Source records

▽

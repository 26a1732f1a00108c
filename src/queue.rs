//! Lock-protected circular queue for newline-terminated text messages.
//!
//! The queue hands diagnostic text from interrupt context to a consumer
//! task without loss or corruption: producers (including interrupt
//! handlers) append whole messages, the consumer drains them one at a
//! time. The mutual-exclusion lock is held for the full duration of each
//! append or drain call and never across an I/O wait.
//!
//! Appends are atomic: a message is either fully written or not written at
//! all, so the buffer always contains zero or more complete messages.
//!
//! ## Example
//!
//! ```rust,no_run
//! use knx_tpuart::queue::MessageQueue;
//!
//! let queue: MessageQueue<64> = MessageQueue::new();
//! queue.push(b"PH state -> 02\n").unwrap();
//!
//! let mut buf = [0u8; 32];
//! let n = queue.pop(&mut buf).unwrap();
//! assert_eq!(&buf[..n], b"PH state -> 02\n");
//! ```

use core::cell::RefCell;

use embassy_sync::blocking_mutex::raw::CriticalSectionRawMutex;
use embassy_sync::blocking_mutex::Mutex;

use crate::error::{Result, TpuartError};

/// Capacity of the diagnostic trace queue in bytes.
pub const TRACE_QUEUE_CAPACITY: usize = 4096;

/// Queue profile used for diagnostic trace lines.
pub type TraceQueue = MessageQueue<TRACE_QUEUE_CAPACITY>;

struct Inner<const N: usize> {
    data: [u8; N],
    /// Read cursor: start of the oldest stored message.
    read: usize,
    /// Write cursor: one past the newest stored byte.
    write: usize,
    free: usize,
    used: usize,
}

impl<const N: usize> Inner<N> {
    const fn new() -> Self {
        Self {
            data: [0; N],
            read: 0,
            write: 0,
            free: N,
            used: 0,
        }
    }
}

/// Fixed-capacity circular byte buffer holding newline-terminated messages.
///
/// Safe for multiple producers (including interrupt context) and one
/// consumer; every operation runs under a critical-section mutex. The
/// invariant `free_bytes() + used_bytes() == N` holds after every call.
pub struct MessageQueue<const N: usize> {
    inner: Mutex<CriticalSectionRawMutex, RefCell<Inner<N>>>,
}

impl<const N: usize> MessageQueue<N> {
    /// Create an empty queue.
    pub const fn new() -> Self {
        Self {
            inner: Mutex::new(RefCell::new(Inner::new())),
        }
    }

    /// Append one message, up to and including its first `\n`.
    ///
    /// Returns a Full error without touching the buffer when the message
    /// does not fit in the current free space, and a MissingTerminator
    /// error when `msg` contains no `\n` at all.
    pub fn push(&self, msg: &[u8]) -> Result<()> {
        let len = msg
            .iter()
            .position(|&b| b == b'\n')
            .ok_or_else(TpuartError::missing_terminator)?
            + 1;

        self.inner.lock(|cell| {
            let mut inner = cell.borrow_mut();
            if len > inner.free {
                return Err(TpuartError::queue_full());
            }

            let mut write = inner.write;
            for &byte in &msg[..len] {
                inner.data[write] = byte;
                write += 1;
                if write == N {
                    write = 0;
                }
            }
            inner.write = write;
            inner.free -= len;
            inner.used += len;
            Ok(())
        })
    }

    /// Drain the oldest complete message into `buf`, returning its length
    /// (terminator included).
    ///
    /// Returns `Ok(0)` when no complete message is stored. When `buf` is
    /// smaller than the next message, returns a TooSmall error and leaves
    /// the read cursor in place, so a later call with a larger buffer
    /// returns the same message.
    pub fn pop(&self, buf: &mut [u8]) -> Result<usize> {
        self.inner.lock(|cell| {
            let mut inner = cell.borrow_mut();
            if inner.used == 0 {
                return Ok(0);
            }

            // Length of the oldest message, terminator included.
            let mut len = 0;
            let mut idx = inner.read;
            let mut found = false;
            while len < inner.used {
                len += 1;
                if inner.data[idx] == b'\n' {
                    found = true;
                    break;
                }
                idx += 1;
                if idx == N {
                    idx = 0;
                }
            }
            if !found {
                return Ok(0);
            }
            if len > buf.len() {
                return Err(TpuartError::queue_too_small());
            }

            let mut read = inner.read;
            for slot in buf.iter_mut().take(len) {
                *slot = inner.data[read];
                read += 1;
                if read == N {
                    read = 0;
                }
            }
            inner.read = read;
            inner.free += len;
            inner.used -= len;
            Ok(len)
        })
    }

    /// Total capacity in bytes.
    pub const fn capacity(&self) -> usize {
        N
    }

    /// Bytes currently free.
    pub fn free_bytes(&self) -> usize {
        self.inner.lock(|cell| cell.borrow().free)
    }

    /// Bytes currently holding message data.
    pub fn used_bytes(&self) -> usize {
        self.inner.lock(|cell| cell.borrow().used)
    }
}

impl<const N: usize> Default for MessageQueue<N> {
    fn default() -> Self {
        Self::new()
    }
}

impl<const N: usize> core::fmt::Debug for MessageQueue<N> {
    fn fmt(&self, f: &mut core::fmt::Formatter<'_>) -> core::fmt::Result {
        f.debug_struct("MessageQueue")
            .field("capacity", &N)
            .field("used", &self.used_bytes())
            .finish()
    }
}
#[cfg(test)]
mod tests {
    use super::*;
    use crate::protocol::constants::{
        DATA_CONFIRM_FAILED, DATA_CONFIRM_SUCCESS, RESET_INDICATION,
    };
    use crate::protocol::frame::vertical_parity;
    use crate::timer::Timer;
    use crate::transport::MockTransport;

    fn test_config() -> LinkConfig {
        LinkConfig {
            retry_limit: 2,
            default_timeout: 50,
            byte_timeout: 10,
            ..LinkConfig::default()
        }
    }

    fn link_with<'a>(
        timer: &'a Timer,
        config: LinkConfig,
        configure: impl FnOnce(&mut MockTransport<'a>),
    ) -> DataLink<'a, MockTransport<'a>> {
        let mut transport = MockTransport::new().with_timer(timer);
        configure(&mut transport);
        DataLink::new(PhysicalLayer::new(timer, transport), config)
    }

    /// Initialized link with the init wire traffic cleared away.
    fn ready_link<'a>(
        timer: &'a Timer,
        configure: impl FnOnce(&mut MockTransport<'a>),
    ) -> DataLink<'a, MockTransport<'a>> {
        let mut link = link_with(timer, test_config(), |t| {
            t.queue_bytes(&[RESET_INDICATION, 0x07]);
        });
        link.init().unwrap();
        link.physical_mut().transport_mut().clear_sent();
        configure(link.physical_mut().transport_mut());
        link
    }

    /// Frame addressed to the default local address (1.1.1).
    fn frame_to_local(payload: &[u8]) -> ([u8; MAX_FRAME_SIZE], usize) {
        let mut buf = [0u8; MAX_FRAME_SIZE];
        let len = build_frame(
            &mut buf,
            FrameType::Standard,
            AddressType::Individual,
            IndividualAddress::from(0x2203),
            0x1101,
            Priority::Normal,
            payload,
        )
        .unwrap();
        (buf, len)
    }

    #[test]
    fn test_init_reset_and_confirm() {
        let timer = Timer::new();
        let mut link = link_with(&timer, test_config(), |t| {
            t.queue_bytes(&[RESET_INDICATION, 0x07]);
        });

        link.init().unwrap();
        assert_eq!(link.state(), LinkState::Normal);
        // One reset request, one state query.
        assert_eq!(link.physical().transport().sent(), &[0x01, 0x02]);
    }

    #[test]
    fn test_init_retries_until_indication_arrives() {
        let timer = Timer::new();
        let mut link = link_with(&timer, test_config(), |t| {
            // First attempt's wait polls all come up empty.
            t.set_recv_busy(60);
            t.queue_bytes(&[RESET_INDICATION, 0x07]);
        });

        link.init().unwrap();
        assert_eq!(link.state(), LinkState::Normal);
        // Two reset requests, one state query.
        assert_eq!(link.physical().transport().sent(), &[0x01, 0x01, 0x02]);
    }

    #[test]
    fn test_init_exhausts_retries() {
        let timer = Timer::new();
        let mut link = link_with(&timer, test_config(), |_| {});

        let err = link.init().unwrap_err();
        assert!(err.is_init());
        assert_eq!(link.state(), LinkState::Uninitialized);
        assert_eq!(link.physical().transport().sent(), &[0x01, 0x01]);
    }

    #[test]
    fn test_init_transport_failure_is_fatal() {
        let timer = Timer::new();
        let mut link = link_with(&timer, test_config(), |t| t.fail_init(true));

        let err = link.init().unwrap_err();
        assert!(err.is_init());
        assert_eq!(link.state(), LinkState::Uninitialized);
    }

    #[test]
    fn test_send_wire_sequence() {
        let timer = Timer::new();
        // Local address of the default config is 1.1.1 = 0x1101.
        let mut link = ready_link(&timer, |t| t.queue_bytes(&[DATA_CONFIRM_SUCCESS]));

        link.send(
            FrameType::Standard,
            AddressType::Individual,
            0x1101,
            Priority::Normal,
            &[0x01, 0x02],
        )
        .unwrap();

        let checksum = vertical_parity(&[0x94, 0x11, 0x01, 0x11, 0x01, 0x02, 0x01, 0x02]);
        assert_eq!(
            link.physical().transport().sent(),
            &[
                0x80, 0x94, // DataStart, control
                0x81, 0x11, // source high
                0x82, 0x01, // source low
                0x83, 0x11, // destination high
                0x84, 0x01, // destination low
                0x85, 0x02, // address type | length
                0x86, 0x01, // payload
                0x87, 0x02, // payload
                0x89, checksum, // DataEnd | 9, checksum
            ]
        );
    }

    #[test]
    fn test_send_outcomes() {
        let timer = Timer::new();
        let mut link = ready_link(&timer, |t| t.queue_bytes(&[DATA_CONFIRM_SUCCESS]));
        assert!(link
            .send(
                FrameType::Standard,
                AddressType::Group,
                0x0A03,
                Priority::Low,
                &[0xFF],
            )
            .is_ok());

        let timer = Timer::new();
        let mut link = ready_link(&timer, |t| t.queue_bytes(&[DATA_CONFIRM_FAILED]));
        let err = link
            .send(
                FrameType::Standard,
                AddressType::Group,
                0x0A03,
                Priority::Low,
                &[0xFF],
            )
            .unwrap_err();
        assert!(err.is_data_confirm_failed());

        let timer = Timer::new();
        let mut link = ready_link(&timer, |_| {});
        let err = link
            .send(
                FrameType::Standard,
                AddressType::Group,
                0x0A03,
                Priority::Low,
                &[0xFF],
            )
            .unwrap_err();
        assert!(err.is_timeout());
    }

    #[test]
    fn test_send_requires_normal_state() {
        let timer = Timer::new();
        let mut link = link_with(&timer, test_config(), |_| {});

        let err = link
            .send(
                FrameType::Standard,
                AddressType::Individual,
                0x1101,
                Priority::Normal,
                &[],
            )
            .unwrap_err();
        assert!(matches!(err, TpuartError::Physical(_)));
    }

    #[test]
    fn test_receive_valid_frame_acks() {
        let timer = Timer::new();
        let (frame, len) = frame_to_local(&[0xCA, 0xFE]);
        let mut link = ready_link(&timer, |t| t.queue_bytes(&frame[..len]));

        let input = link.receive().unwrap();
        assert_eq!(input.source.raw(), 0x2203);
        assert_eq!(input.destination.raw(), 0x1101);
        assert!(matches!(input.destination, Destination::Individual(_)));
        assert_eq!(input.priority, Priority::Normal);
        assert_eq!(&input.payload[..], &[0xCA, 0xFE]);

        // Exactly one acknowledgment byte: addressed.
        assert_eq!(link.physical().transport().sent(), &[0x11]);
    }

    #[test]
    fn test_receive_foreign_address_is_silent() {
        let timer = Timer::new();
        let mut buf = [0u8; MAX_FRAME_SIZE];
        let len = build_frame(
            &mut buf,
            FrameType::Standard,
            AddressType::Individual,
            IndividualAddress::from(0x2203),
            0x5544,
            Priority::Normal,
            &[0x01],
        )
        .unwrap();
        let mut link = ready_link(&timer, |t| t.queue_bytes(&buf[..len]));

        let err = link.receive().unwrap_err();
        assert!(err.is_address_error());
        // No acknowledgment byte at all.
        assert!(link.physical().transport().sent().is_empty());
    }

    #[test]
    fn test_receive_checksum_mismatch_nacks() {
        let timer = Timer::new();
        let (mut frame, len) = frame_to_local(&[0xCA, 0xFE]);
        frame[6] ^= 0x01; // flip a payload bit
        let mut link = ready_link(&timer, |t| t.queue_bytes(&frame[..len]));

        let err = link.receive().unwrap_err();
        assert!(err.is_frame_error());
        assert_eq!(link.physical().transport().sent(), &[0x14]);
    }

    #[test]
    fn test_receive_length_mismatch_nacks() {
        let timer = Timer::new();
        let (mut frame, len) = frame_to_local(&[0x01, 0x02, 0x03]);
        // Understate the declared length and re-seal the checksum.
        frame[5] = (frame[5] & 0xF0) | 0x02;
        frame[len - 1] = vertical_parity(&frame[..len - 1]);
        let mut link = ready_link(&timer, |t| t.queue_bytes(&frame[..len]));

        let err = link.receive().unwrap_err();
        assert!(err.is_frame_error());
        assert_eq!(link.physical().transport().sent(), &[0x14]);
    }

    #[test]
    fn test_receive_while_busy_sends_busy_ack() {
        let timer = Timer::new();
        let (frame, len) = frame_to_local(&[0x01]);
        let mut link = ready_link(&timer, |t| t.queue_bytes(&frame[..len]));
        link.set_busy(true);

        let err = link.receive().unwrap_err();
        assert!(err.is_busy());
        assert_eq!(link.physical().transport().sent(), &[0x12]);
    }

    #[test]
    fn test_receive_nothing_is_timeout() {
        let timer = Timer::new();
        let mut link = ready_link(&timer, |_| {});

        let err = link.receive().unwrap_err();
        assert!(err.is_timeout());
    }

    #[test]
    fn test_receive_group_destination() {
        let timer = Timer::new();
        let mut buf = [0u8; MAX_FRAME_SIZE];
        // Group-addressed frame whose raw destination equals the local
        // address, so it passes the destination filter.
        let len = build_frame(
            &mut buf,
            FrameType::Standard,
            AddressType::Group,
            IndividualAddress::from(0x2203),
            0x1101,
            Priority::Urgent,
            &[0x07],
        )
        .unwrap();
        let mut link = ready_link(&timer, |t| t.queue_bytes(&buf[..len]));

        let input = link.receive().unwrap();
        assert!(matches!(input.destination, Destination::Group(_)));
        assert_eq!(input.priority, Priority::Urgent);
    }

    #[test]
    fn test_busy_mode_round_trip() {
        let timer = Timer::new();
        let mut link = ready_link(&timer, |_| {});

        link.enter_busy_mode().unwrap();
        assert!(link.is_busy());
        link.leave_busy_mode().unwrap();
        assert!(!link.is_busy());
        // Activate then deactivate busy mode on the wire.
        assert_eq!(link.physical().transport().sent(), &[0x21, 0x22]);
    }
}
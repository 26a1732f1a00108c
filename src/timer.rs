//! Monotonic millisecond timer and timeout service.
//!
//! The timer is a free-running tick counter driven by an external periodic
//! source (typically a 1 kHz system-tick interrupt calling [`Timer::tick`]).
//! All fields are atomics, so a shared `&Timer` can be read by protocol code
//! while the interrupt handler increments it.
//!
//! Timeout budgets are the caller's business: a [`Deadline`] pairs a
//! reference tick with a remaining budget and answers "has this elapsed"
//! with wraparound-safe unsigned arithmetic, tolerating exactly one counter
//! wraparound between polls.

use core::sync::atomic::{AtomicU32, AtomicU8, Ordering};

/// Timeout budget that never elapses.
pub const MAX_DELAY: u32 = u32::MAX;

/// Timer state.
#[derive(Debug, Clone, Copy, PartialEq, Eq)]
#[cfg_attr(feature = "defmt", derive(defmt::Format))]
#[repr(u8)]
pub enum TimerState {
    /// Counter zeroed, not counting
    Reset = 0,
    /// Counter increments on every tick
    Running = 1,
    /// Counter frozen at its current value
    Paused = 2,
}

impl TimerState {
    const fn from_u8(value: u8) -> Self {
        match value {
            1 => Self::Running,
            2 => Self::Paused,
            _ => Self::Reset,
        }
    }
}

/// Free-running tick counter with start/stop/reset control.
///
/// The counter wraps at `u32::MAX`; elapsed-time checks through [`Deadline`]
/// stay correct across one wraparound.
///
/// # Examples
///
/// ```
/// use knx_tpuart::timer::{Deadline, Timer};
///
/// let timer = Timer::new();
/// timer.start();
///
/// let mut deadline = Deadline::start(&timer, 3);
/// timer.tick();
/// assert!(!deadline.expired(&timer));
/// timer.tick();
/// timer.tick();
/// assert!(deadline.expired(&timer));
/// ```
#[derive(Debug)]
pub struct Timer {
    state: AtomicU8,
    ticks: AtomicU32,
}

impl Timer {
    /// Create a timer in the Reset state.
    pub const fn new() -> Self {
        Self {
            state: AtomicU8::new(TimerState::Reset as u8),
            ticks: AtomicU32::new(0),
        }
    }

    /// Set state to Reset and zero the counter.
    pub fn init(&self) {
        self.state.store(TimerState::Reset as u8, Ordering::Relaxed);
        self.ticks.store(0, Ordering::Relaxed);
    }

    /// Set state to Running and zero the counter.
    ///
    /// The timeout budget belongs to the caller (see [`Deadline`]); the
    /// timer itself only counts.
    pub fn start(&self) {
        self.state
            .store(TimerState::Running as u8, Ordering::Relaxed);
        self.ticks.store(0, Ordering::Relaxed);
    }

    /// Advance the counter by one tick if Running.
    ///
    /// Invoked once per time unit from the periodic interrupt source; safe
    /// to call from interrupt context. This is the only mutator besides
    /// start/stop/reset.
    #[inline]
    pub fn tick(&self) {
        if self.state.load(Ordering::Relaxed) == TimerState::Running as u8 {
            self.ticks.fetch_add(1, Ordering::Relaxed);
        }
    }

    /// Set state to Paused and return the counter without resetting it.
    pub fn stop(&self) -> u32 {
        self.state.store(TimerState::Paused as u8, Ordering::Relaxed);
        self.ticks.load(Ordering::Relaxed)
    }

    /// Set state to Reset, returning the prior counter value and zeroing it.
    pub fn reset(&self) -> u32 {
        self.state.store(TimerState::Reset as u8, Ordering::Relaxed);
        self.ticks.swap(0, Ordering::Relaxed)
    }

    /// Current timer state.
    pub fn state(&self) -> TimerState {
        TimerState::from_u8(self.state.load(Ordering::Relaxed))
    }

    /// Current counter value.
    #[inline]
    pub fn ticks(&self) -> u32 {
        self.ticks.load(Ordering::Relaxed)
    }

    #[cfg(test)]
    pub(crate) fn set_ticks(&self, value: u32) {
        self.ticks.store(value, Ordering::Relaxed);
    }
}

impl Default for Timer {
    fn default() -> Self {
        Self::new()
    }
}

/// A reference tick plus remaining budget for one bounded wait.
///
/// Repeated [`expired`](Self::expired) polls decrement the budget by the
/// ticks elapsed since the previous poll and advance the reference, so the
/// check converges correctly even when individual polls are far apart or
/// the counter wraps once in between.
#[derive(Debug, Clone, Copy)]
#[cfg_attr(feature = "defmt", derive(defmt::Format))]
pub struct Deadline {
    reference: u32,
    remaining: u32,
}

impl Deadline {
    /// Capture the current tick as reference for a wait of `budget` ticks.
    ///
    /// A budget of [`MAX_DELAY`] never expires.
    pub fn start(timer: &Timer, budget: u32) -> Self {
        Self {
            reference: timer.ticks(),
            remaining: budget,
        }
    }

    /// Check whether the budget has elapsed.
    ///
    /// Has no side effect when the budget is [`MAX_DELAY`]; otherwise, when
    /// not yet elapsed, consumes the elapsed ticks from the budget and
    /// advances the reference to now.
    pub fn expired(&mut self, timer: &Timer) -> bool {
        // The tick count cannot change within this block.
        let now = timer.ticks();

        if self.remaining == MAX_DELAY {
            return false;
        }

        let elapsed = now.wrapping_sub(self.reference);
        if elapsed < self.remaining {
            // Not a genuine timeout. Adjust for the time remaining.
            self.remaining -= elapsed;
            self.reference = now;
            false
        } else {
            true
        }
    }
}

#[cfg(test)]
mod tests {
    use super::*;

    fn advance(timer: &Timer, n: u32) {
        for _ in 0..n {
            timer.tick();
        }
    }

    #[test]
    fn test_tick_only_counts_while_running() {
        let timer = Timer::new();
        timer.init();
        timer.tick();
        assert_eq!(timer.ticks(), 0);

        timer.start();
        advance(&timer, 5);
        assert_eq!(timer.ticks(), 5);

        assert_eq!(timer.stop(), 5);
        timer.tick();
        assert_eq!(timer.ticks(), 5);
        assert_eq!(timer.state(), TimerState::Paused);
    }

    #[test]
    fn test_start_zeroes_counter() {
        let timer = Timer::new();
        timer.start();
        advance(&timer, 3);
        timer.start();
        assert_eq!(timer.ticks(), 0);
        assert_eq!(timer.state(), TimerState::Running);
    }

    #[test]
    fn test_reset_returns_prior_value() {
        let timer = Timer::new();
        timer.start();
        advance(&timer, 7);
        assert_eq!(timer.reset(), 7);
        assert_eq!(timer.ticks(), 0);
        assert_eq!(timer.state(), TimerState::Reset);
    }

    #[test]
    fn test_deadline_expires_exactly_at_budget() {
        let timer = Timer::new();
        timer.start();
        let mut deadline = Deadline::start(&timer, 4);

        advance(&timer, 3);
        assert!(!deadline.expired(&timer));
        advance(&timer, 1);
        assert!(deadline.expired(&timer));
    }

    #[test]
    fn test_deadline_converges_across_short_polls() {
        let timer = Timer::new();
        timer.start();
        let mut deadline = Deadline::start(&timer, 10);

        for _ in 0..9 {
            timer.tick();
            assert!(!deadline.expired(&timer));
        }
        timer.tick();
        assert!(deadline.expired(&timer));
    }

    #[test]
    fn test_max_delay_never_expires() {
        let timer = Timer::new();
        timer.start();
        let mut deadline = Deadline::start(&timer, MAX_DELAY);

        advance(&timer, 1000);
        assert!(!deadline.expired(&timer));
        // No side effect: the budget stays at the sentinel.
        assert_eq!(deadline.remaining, MAX_DELAY);
        assert_eq!(deadline.reference, 0);
    }

    #[test]
    fn test_deadline_survives_counter_wraparound() {
        let timer = Timer::new();
        timer.start();
        timer.set_ticks(u32::MAX - 2);

        // Budget of 6 ticks set 3 ticks before the wrap.
        let mut deadline = Deadline::start(&timer, 6);

        advance(&timer, 4); // counter wraps to 1
        assert_eq!(timer.ticks(), 1);
        assert!(!deadline.expired(&timer));

        advance(&timer, 2);
        assert!(deadline.expired(&timer));
    }

    #[test]
    fn test_deadline_wraparound_already_elapsed() {
        let timer = Timer::new();
        timer.start();
        timer.set_ticks(u32::MAX - 1);

        let mut deadline = Deadline::start(&timer, 2);
        advance(&timer, 3); // wraps past zero
        assert!(deadline.expired(&timer));
    }
}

△

### Instructions to follow:
Set down, word for word, each line from the top of the records above through the line with "critical-section mutex. The".

### Your response:
repository 26a1732f1a00108c
filename src/queue.rs
//! Lock-protected circular queue for newline-terminated text messages.
//!
//! The queue hands diagnostic text from interrupt context to a consumer
//! task without loss or corruption: producers (including interrupt
//! handlers) append whole messages, the consumer drains them one at a
//! time. The mutual-exclusion lock is held for the full duration of each
//! append or drain call and never across an I/O wait.
//!
//! Appends are atomic: a message is either fully written or not written at
//! all, so the buffer always contains zero or more complete messages.
//!
//! ## Example
//!
//! ```rust,no_run
//! use knx_tpuart::queue::MessageQueue;
//!
//! let queue: MessageQueue<64> = MessageQueue::new();
//! queue.push(b"PH state -> 02\n").unwrap();
//!
//! let mut buf = [0u8; 32];
//! let n = queue.pop(&mut buf).unwrap();
//! assert_eq!(&buf[..n], b"PH state -> 02\n");
//! ```

use core::cell::RefCell;

use embassy_sync::blocking_mutex::raw::CriticalSectionRawMutex;
use embassy_sync::blocking_mutex::Mutex;

use crate::error::{Result, TpuartError};

/// Capacity of the diagnostic trace queue in bytes.
pub const TRACE_QUEUE_CAPACITY: usize = 4096;

/// Queue profile used for diagnostic trace lines.
pub type TraceQueue = MessageQueue<TRACE_QUEUE_CAPACITY>;

struct Inner<const N: usize> {
    data: [u8; N],
    /// Read cursor: start of the oldest stored message.
    read: usize,
    /// Write cursor: one past the newest stored byte.
    write: usize,
    free: usize,
    used: usize,
}

impl<const N: usize> Inner<N> {
    const fn new() -> Self {
        Self {
            data: [0; N],
            read: 0,
            write: 0,
            free: N,
            used: 0,
        }
    }
}

/// Fixed-capacity circular byte buffer holding newline-terminated messages.
///
/// Safe for multiple producers (including interrupt context) and one
/// consumer; every operation runs under a critical-section mutex. The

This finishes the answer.